*Dataset records*
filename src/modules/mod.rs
pub mod blob;
pub mod clip;
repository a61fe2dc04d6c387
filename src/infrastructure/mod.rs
pub mod db;
pub mod storage;
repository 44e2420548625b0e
//! Baseline forecasters used as fallbacks.

mod trailing;

pub use trailing::TrailingAverage;
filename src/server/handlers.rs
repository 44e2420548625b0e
use crate::error::ForecastError;
use crate::server::service::{CategoryStats, DashboardService, ModelInfo, SeriesTable};
use crate::pipeline::ForecastMethod;
use axum::{
    extract::{Query, State},
    http::StatusCode,
    response::{IntoResponse, Response},
    Json,
};
use serde::{Deserialize, Serialize};
use std::collections::BTreeMap;
use std::sync::Arc;
use tracing::error;

pub const MAX_DAYS: usize = 60;

/// Error body returned by every endpoint: `{"success": false, "message": ...}`.
#[derive(Debug)]
pub struct ApiError {
    status: StatusCode,
    message: String,
}

impl ApiError {
    pub fn bad_request(message: impl Into<String>) -> Self {
        Self {
            status: StatusCode::BAD_REQUEST,
            message: message.into(),
        }
    }

    fn internal(message: impl Into<String>) -> Self {
        Self {
            status: StatusCode::INTERNAL_SERVER_ERROR,
            message: message.into(),
        }
    }
}

impl From<ForecastError> for ApiError {
    fn from(err: ForecastError) -> Self {
        let status = match &err {
            ForecastError::InvalidParameter(_) => StatusCode::BAD_REQUEST,
            ForecastError::InsufficientHistory { .. }
            | ForecastError::MissingCalendarCoverage { .. } => StatusCode::UNPROCESSABLE_ENTITY,
            _ => StatusCode::INTERNAL_SERVER_ERROR,
        };
        Self {
            status,
            message: err.to_string(),
        }
    }
}

impl IntoResponse for ApiError {
    fn into_response(self) -> Response {
        if self.status.is_server_error() {
            error!(status = %self.status, "{}", self.message);
        }
        let body = Json(serde_json::json!({
            "success": false,
            "message": self.message,
        }));
        (self.status, body).into_response()
    }
}

#[derive(Debug, Serialize)]
pub struct ApiResponse<T> {
    pub success: bool,
    pub data: T,
}

impl<T> ApiResponse<T> {
    fn ok(data: T) -> Json<Self> {
        Json(Self {
            success: true,
            data,
        })
    }
}

#[derive(Debug, Serialize)]
pub struct PredictionsResponse {
    pub success: bool,
    pub data: SeriesTable,
    pub methods: BTreeMap<String, ForecastMethod>,
    pub fallback_reasons: BTreeMap<String, String>,
    pub period: String,
    pub message: String,
}

#[derive(Debug, Deserialize)]
pub struct PredictionsQuery {
    pub days: Option<usize>,
}

/// Runs a blocking service call off the async runtime.
async fn blocking<T, F>(service: Arc<DashboardService>, f: F) -> Result<T, ApiError>
where
    T: Send + 'static,
    F: FnOnce(&DashboardService) -> crate::error::Result<T> + Send + 'static,
{
    tokio::task::spawn_blocking(move || f(&service))
        .await
        .map_err(|e| ApiError::internal(format!("worker task failed: {e}")))?
        .map_err(ApiError::from)
}

/// GET /api/predictions?days=N
///
/// # Errors
///
/// Returns 400 if `days` is outside `1..=60` and 500 when the data cannot be
/// loaded. A category that cannot be modelled is served from its baseline and
/// listed in `fallback_reasons`.
pub async fn predictions(
    State(service): State<Arc<DashboardService>>,
    Query(query): Query<PredictionsQuery>,
) -> Result<Json<PredictionsResponse>, ApiError> {
    let days = query.days.unwrap_or(service.config().model.horizon);
    if !(1..=MAX_DAYS).contains(&days) {
        return Err(ApiError::bad_request(format!(
            "days must be between 1 and {MAX_DAYS}, got {days}"
        )));
    }

    let p = blocking(service, move |s| s.predictions(days)).await?;
    Ok(Json(PredictionsResponse {
        success: true,
        data: p.data,
        methods: p.methods,
        fallback_reasons: p.fallback_reasons,
        period: p.period,
        message: p.message,
    }))
}

/// GET /api/historical
///
/// # Errors
///
/// Returns 500 if a sales file cannot be loaded.
pub async fn historical(
    State(service): State<Arc<DashboardService>>,
) -> Result<Json<ApiResponse<SeriesTable>>, ApiError> {
    let table = blocking(service, |s| s.historical()).await?;
    Ok(ApiResponse::ok(table))
}

/// GET /api/stats
///
/// # Errors
///
/// Returns 500 if a sales file cannot be loaded.
pub async fn stats(
    State(service): State<Arc<DashboardService>>,
) -> Result<Json<ApiResponse<BTreeMap<String, CategoryStats>>>, ApiError> {
    let stats = blocking(service, |s| s.stats()).await?;
    Ok(ApiResponse::ok(stats))
}

/// GET /api/model-info
pub async fn model_info(
    State(service): State<Arc<DashboardService>>,
) -> Json<ApiResponse<ModelInfo>> {
    ApiResponse::ok(service.model_info())
}

pub async fn health() -> &'static str {
    "OK"
}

*What to produce*
Take the lines from the first line of the listing to the line containing "Error body returned". Please print them exactly, ends included, with nothing else.

*Answer space*
filename src/modules/mod.rs
pub mod blob;
pub mod clip;
repository a61fe2dc04d6c387
filename src/infrastructure/mod.rs
pub mod db;
pub mod storage;
repository 44e2420548625b0e
//! Baseline forecasters used as fallbacks.

mod trailing;

pub use trailing::TrailingAverage;
filename src/server/handlers.rs
repository 44e2420548625b0e
use crate::error::ForecastError;
use crate::server::service::{CategoryStats, DashboardService, ModelInfo, SeriesTable};
use crate::pipeline::ForecastMethod;
use axum::{
    extract::{Query, State},
    http::StatusCode,
    response::{IntoResponse, Response},
    Json,
};
use serde::{Deserialize, Serialize};
use std::collections::BTreeMap;
use std::sync::Arc;
use tracing::error;

pub const MAX_DAYS: usize = 60;

/// Error body returned by every endpoint: `{"success": false, "message": ...}`.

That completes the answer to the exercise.